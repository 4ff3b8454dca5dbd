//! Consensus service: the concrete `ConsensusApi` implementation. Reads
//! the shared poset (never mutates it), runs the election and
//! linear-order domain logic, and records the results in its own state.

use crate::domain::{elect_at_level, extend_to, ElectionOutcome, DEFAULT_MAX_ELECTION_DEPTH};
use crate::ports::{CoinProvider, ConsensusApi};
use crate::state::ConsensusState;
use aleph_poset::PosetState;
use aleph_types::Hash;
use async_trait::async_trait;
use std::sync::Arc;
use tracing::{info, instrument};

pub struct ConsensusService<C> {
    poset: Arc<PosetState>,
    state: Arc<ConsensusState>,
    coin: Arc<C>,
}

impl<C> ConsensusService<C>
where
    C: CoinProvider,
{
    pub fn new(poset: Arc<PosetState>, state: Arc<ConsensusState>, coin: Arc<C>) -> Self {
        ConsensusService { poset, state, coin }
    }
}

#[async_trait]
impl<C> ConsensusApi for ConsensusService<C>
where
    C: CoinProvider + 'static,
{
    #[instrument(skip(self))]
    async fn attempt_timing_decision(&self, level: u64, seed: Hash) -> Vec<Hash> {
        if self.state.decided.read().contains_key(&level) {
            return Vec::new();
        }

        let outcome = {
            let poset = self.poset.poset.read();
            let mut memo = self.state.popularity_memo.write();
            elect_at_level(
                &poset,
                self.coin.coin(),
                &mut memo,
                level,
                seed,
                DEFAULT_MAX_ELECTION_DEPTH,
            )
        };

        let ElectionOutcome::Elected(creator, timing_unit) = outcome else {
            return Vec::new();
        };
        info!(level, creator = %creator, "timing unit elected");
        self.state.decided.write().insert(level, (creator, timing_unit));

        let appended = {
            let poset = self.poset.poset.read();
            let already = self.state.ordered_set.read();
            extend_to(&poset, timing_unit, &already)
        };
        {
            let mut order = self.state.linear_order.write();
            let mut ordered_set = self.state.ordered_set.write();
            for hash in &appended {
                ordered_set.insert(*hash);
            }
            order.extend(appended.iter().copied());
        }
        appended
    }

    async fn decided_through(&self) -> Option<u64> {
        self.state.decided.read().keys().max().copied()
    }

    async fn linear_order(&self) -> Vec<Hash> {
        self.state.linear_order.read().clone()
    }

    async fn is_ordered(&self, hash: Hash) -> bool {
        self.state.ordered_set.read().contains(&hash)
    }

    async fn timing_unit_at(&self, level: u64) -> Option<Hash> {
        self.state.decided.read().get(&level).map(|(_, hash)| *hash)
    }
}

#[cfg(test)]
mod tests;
───
What needs to be done » Please go through each line of the data and count those that contain the string "appended"; give that number alone.

Exercise answer » 4